Lastly I decided to cut off Direct Access, since Microsoft does not invest in its future, and for other reasons, I’m not required to have a permanent connection to the LAB from remote, a VPN would be sufficient. I’m using WorkFolders as well, and secured it with Azure MFA, the same should apply to my VPN connection, the authentication should be not only be covered by Username and Password. With this, the goal was set, and I built up the LAB. Everything went nice, until the first VPN client wanted to connect. The NPS Server gave me the error:
“The client could not be authenticated because the Extensible Authentication Protocol (EAP) Type cannot be processed by the server.”
The status for the Event was:
Status: 0x80090302
Sub Status: 0xC0000418
Where the SubStatus error type helped me a lot. After a search, I found the following explanation for this error (source):
The authentication failed because NTLM was blocked.

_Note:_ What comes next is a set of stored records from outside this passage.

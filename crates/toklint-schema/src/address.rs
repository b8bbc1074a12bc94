//! # Ethereum Address Validation
//!
//! An address is 40 hexadecimal characters with an optional `0x`
//! prefix. A uniformly lower- or upper-cased address is accepted as-is;
//! a mixed-case address must carry a valid EIP-55 checksum, where the
//! case of each letter is dictated by the Keccak-256 hash of the
//! lowercased bare address.

use sha3::{Digest, Keccak256};

/// Returns true when `s` is a well-formed Ethereum address.
pub fn is_address(s: &str) -> bool {
    let hex = s
        .strip_prefix("0x")
        .or_else(|| s.strip_prefix("0X"))
        .unwrap_or(s);
    if hex.len() != 40 || !hex.bytes().all(|b| b.is_ascii_hexdigit()) {
        return false;
    }

    let has_upper = hex.bytes().any(|b| b.is_ascii_uppercase());
    let has_lower = hex.bytes().any(|b| b.is_ascii_lowercase());
    if !(has_upper && has_lower) {
        return true;
    }
    checksum_holds(hex)
}

/// EIP-55: a hex letter is uppercase iff the corresponding nibble of
/// `keccak256(lowercase(address))` is >= 8.
fn checksum_holds(hex: &str) -> bool {
    let digest = Keccak256::digest(hex.to_ascii_lowercase().as_bytes());
    hex.bytes().enumerate().all(|(i, b)| {
        if !b.is_ascii_alphabetic() {
            return true;
        }
        let nibble = if i % 2 == 0 {
            digest[i / 2] >> 4
        } else {
            digest[i / 2] & 0x0f
        };
        if nibble >= 8 {
            b.is_ascii_uppercase()
        } else {
            b.is_ascii_lowercase()
        }
    })
}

With this error in my hand, I made a classic gpresult, and found the NTLM restriction setting. For more Information about the NTLM restrictions, see this blog: https://www.rootusers.com/implement-ntlm-blocking-in-windows-server-2016/
May this helps somebody facing the same issue.
I’ve been troubleshooting a similar issue in my homelab and I’m glad I found this post. I also configured “Restrict NTLM: NTLM authentication in this domain” for my homelab which broke connectivity to my non domain joined Synology NAS. Configuring the exceptions ended up fixing the issue. Thanks for posting this 🙂
Thanks, this just helped me resolve an authentication issue we were experiencing on our domain. One of the domain controllers had the Restrict NTLM setting enabled which was causing auth failures for certain clients when they would hit that particular DC. The event ID 4625 itself wasn’t super helpful but the sub status code solved the mystery.